#### ABOUT THIS EXERCISE
Take the listing below and print exactly the lines starting at the line containing "let cores = std::thread::available_parallelism()" and ending at the line containing "pub async fn init_pool(database_url: &str)", both ends included, and no others.
○ ○ ○ ○
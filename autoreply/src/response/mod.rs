//! Reply generation.

mod generator;
mod template;

pub use generator::{FALLBACK_RESPONSE, GeneratedResponse, RotationUpdate, generate};
pub use template::TemplateVars;
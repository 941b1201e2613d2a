//! Database module for autoreply.
//!
//! This module provides the persistence layer using SQLite with sqlx.
//! It includes connection pool management, models and repositories.

pub mod models;
pub mod repositories;
pub mod time;

use sqlx::sqlite::{SqliteConnectOptions, SqliteJournalMode, SqlitePoolOptions, SqliteSynchronous};
use sqlx::{Pool, Sqlite};
use std::str::FromStr;
use std::time::Duration;

/// Database connection pool type alias.
pub type DbPool = Pool<Sqlite>;

/// Default connection pool size.
const DEFAULT_POOL_SIZE: u32 = 10;

/// Default busy timeout in milliseconds.
const DEFAULT_BUSY_TIMEOUT_MS: u64 = 30_000;

async fn apply_per_connection_pragmas(
    conn: &mut sqlx::SqliteConnection,
) -> Result<(), sqlx::Error> {
    sqlx::query("PRAGMA temp_store = MEMORY")
        .execute(&mut *conn)
        .await?;
    Ok(())
}

/// Compute a read pool size from the available CPU cores.
pub fn default_pool_size() -> u32 {
    let cores = std::thread::available_parallelism()
        .map(|n| n.get() as u32)
        .unwrap_or(2);
    (cores * 2).min(DEFAULT_POOL_SIZE)
}

/// Initialize the connection pool with WAL mode.
///
/// # Arguments
/// * `database_url` - SQLite database URL (e.g., "sqlite:autoreply.db?mode=rwc")
/// * `max_connections` - Maximum number of connections in the pool
pub async fn init_pool_with_size(
    database_url: &str,
    max_connections: u32,
) -> Result<DbPool, sqlx::Error> {
    let connect_options = SqliteConnectOptions::from_str(database_url)?
        .journal_mode(SqliteJournalMode::Wal)
        .synchronous(SqliteSynchronous::Normal)
        .busy_timeout(Duration::from_millis(DEFAULT_BUSY_TIMEOUT_MS))
        .foreign_keys(true)
        .create_if_missing(true);

    let pool = SqlitePoolOptions::new()
        .max_connections(max_connections)
        .acquire_timeout(Duration::from_secs(30))
        .after_connect(|conn, _meta| {
            Box::pin(async move { apply_per_connection_pragmas(&mut *conn).await })
        })
        .connect_with(connect_options)
        .await?;

    tracing::info!(
        "Database pool initialized with WAL mode, {} max connections",
        max_connections
    );

    Ok(pool)
}

/// Initialize the database connection pool with default size.
pub async fn init_pool(database_url: &str) -> Result<DbPool, sqlx::Error> {
    init_pool_with_size(database_url, default_pool_size()).await
}

/// Single-connection pool over a private in-memory database.
pub async fn init_memory_pool() -> Result<DbPool, sqlx::Error> {
    // Every connection to `sqlite::memory:` gets its own database.
    init_pool_with_size("sqlite::memory:", 1).await
}

pub async fn run_migrations(pool: &DbPool) -> Result<(), sqlx::migrate::MigrateError> {
    tracing::info!("Running database migrations...");
    sqlx::migrate!("./migrations").run(pool).await?;
    tracing::info!("Database migrations completed");
    Ok(())
}

/// Map a unique-constraint violation to `Error::Conflict`.
pub(crate) fn map_unique_violation(err: sqlx::Error, what: impl FnOnce() -> String) -> crate::Error {
    match &err {
        sqlx::Error::Database(db) if db.is_unique_violation() => crate::Error::Conflict(what()),
        _ => crate::Error::DatabaseSqlx(err),
    }
}
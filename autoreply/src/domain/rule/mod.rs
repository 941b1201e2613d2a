//! Response rules.

mod schedule;

pub use schedule::ScheduleWindow;

use chrono::{DateTime, Utc};
use serde::{Deserialize, Serialize};

use crate::domain::{Sentiment, SentimentTally};

/// How rule keywords are compared against comment text.
#[derive(Debug, Clone, Copy, PartialEq, Eq, Default, Serialize, Deserialize)]
#[serde(rename_all = "SCREAMING_SNAKE_CASE")]
pub enum MatchMode {
    /// Substring containment.
    #[default]
    Contains,
    /// Whole-word comparison.
    ExactWord,
    /// Each keyword is a regular expression.
    Regex,
}

impl MatchMode {
    pub fn as_str(&self) -> &'static str {
        match self {
            Self::Contains => "CONTAINS",
            Self::ExactWord => "EXACT_WORD",
            Self::Regex => "REGEX",
        }
    }

    pub fn parse(s: &str) -> Option<Self> {
        match s {
            "CONTAINS" => Some(Self::Contains),
            "EXACT_WORD" => Some(Self::ExactWord),
            "REGEX" => Some(Self::Regex),
            _ => None,
        }
    }
}

/// Response lists keyed by sentiment.
#[derive(Debug, Clone, Default, PartialEq, Eq, Serialize, Deserialize)]
#[serde(default)]
pub struct SentimentResponses {
    pub positive: Vec<String>,
    pub negative: Vec<String>,
    pub neutral: Vec<String>,
}

impl SentimentResponses {
    pub fn for_sentiment(&self, sentiment: Sentiment) -> &[String] {
        match sentiment {
            Sentiment::Positive => &self.positive,
            Sentiment::Negative => &self.negative,
            Sentiment::Neutral => &self.neutral,
        }
    }
}

#[derive(Debug, Clone, Default, PartialEq, Serialize, Deserialize)]
#[serde(default)]
pub struct RuleStats {
    pub triggered: u64,
    pub responses_sent: u64,
    pub sentiment: SentimentTally,
    pub last_triggered_at: Option<DateTime<Utc>>,
}

/// A keyword-triggered response policy.
#[derive(Debug, Clone, Serialize, Deserialize)]
pub struct Rule {
    pub id: String,
    pub owner_id: String,
    pub name: String,
    /// Evaluated in order; the first hit wins.
    pub keywords: Vec<String>,
    pub responses: Vec<String>,
    pub sentiment_responses: SentimentResponses,
    pub match_mode: MatchMode,
    pub case_sensitive: bool,
    pub min_comment_length: Option<usize>,
    pub max_comment_length: Option<usize>,
    pub apply_to_questions: bool,
    pub apply_to_media: bool,
    pub schedule: ScheduleWindow,
    /// Higher is evaluated first.
    pub priority: i32,
    pub is_active: bool,
    /// Index of the next response in sequential rotation.
    pub rotation_cursor: usize,
    /// JSON object of extra template variables.
    pub custom_variables: Option<String>,
    pub stats: RuleStats,
    pub created_at: DateTime<Utc>,
    pub updated_at: DateTime<Utc>,
}

impl Rule {
    pub fn new(owner_id: impl Into<String>, name: impl Into<String>, now: DateTime<Utc>) -> Self {
        Self {
            id: uuid::Uuid::new_v4().to_string(),
            owner_id: owner_id.into(),
            name: name.into(),
            keywords: Vec::new(),
            responses: Vec::new(),
            sentiment_responses: SentimentResponses::default(),
            match_mode: MatchMode::Contains,
            case_sensitive: false,
            min_comment_length: None,
            max_comment_length: None,
            apply_to_questions: true,
            apply_to_media: true,
            schedule: ScheduleWindow::default(),
            priority: 0,
            is_active: true,
            rotation_cursor: 0,
            custom_variables: None,
            stats: RuleStats::default(),
            created_at: now,
            updated_at: now,
        }
    }

    pub fn with_keywords(mut self, keywords: &[&str]) -> Self {
        self.keywords = keywords.iter().map(|k| k.to_string()).collect();
        self
    }

    pub fn with_responses(mut self, responses: &[&str]) -> Self {
        self.responses = responses.iter().map(|r| r.to_string()).collect();
        self
    }

    pub fn with_priority(mut self, priority: i32) -> Self {
        self.priority = priority;
        self
    }

    pub fn with_match_mode(mut self, mode: MatchMode) -> Self {
        self.match_mode = mode;
        self
    }

    /// Account for a rule-driven dispatch attempt.
    pub fn record_trigger(&mut self, success: bool, sentiment: Sentiment, now: DateTime<Utc>) {
        self.stats.triggered += 1;
        self.stats.sentiment.record(sentiment);
        self.stats.last_triggered_at = Some(now);
        if success {
            self.stats.responses_sent += 1;
        }
        self.updated_at = now;
    }
}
○ ○ ○ ○
#### RESPONSE BOX
    let cores = std::thread::available_parallelism()
        .map(|n| n.get() as u32)
        .unwrap_or(2);
    (cores * 2).min(DEFAULT_POOL_SIZE)
}

/// Initialize the connection pool with WAL mode.
///
/// # Arguments
/// * `database_url` - SQLite database URL (e.g., "sqlite:autoreply.db?mode=rwc")
/// * `max_connections` - Maximum number of connections in the pool
pub async fn init_pool_with_size(
    database_url: &str,
    max_connections: u32,
) -> Result<DbPool, sqlx::Error> {
    let connect_options = SqliteConnectOptions::from_str(database_url)?
        .journal_mode(SqliteJournalMode::Wal)
        .synchronous(SqliteSynchronous::Normal)
        .busy_timeout(Duration::from_millis(DEFAULT_BUSY_TIMEOUT_MS))
        .foreign_keys(true)
        .create_if_missing(true);

    let pool = SqlitePoolOptions::new()
        .max_connections(max_connections)
        .acquire_timeout(Duration::from_secs(30))
        .after_connect(|conn, _meta| {
            Box::pin(async move { apply_per_connection_pragmas(&mut *conn).await })
        })
        .connect_with(connect_options)
        .await?;

    tracing::info!(
        "Database pool initialized with WAL mode, {} max connections",
        max_connections
    );

    Ok(pool)
}

/// Initialize the database connection pool with default size.
pub async fn init_pool(database_url: &str) -> Result<DbPool, sqlx::Error> {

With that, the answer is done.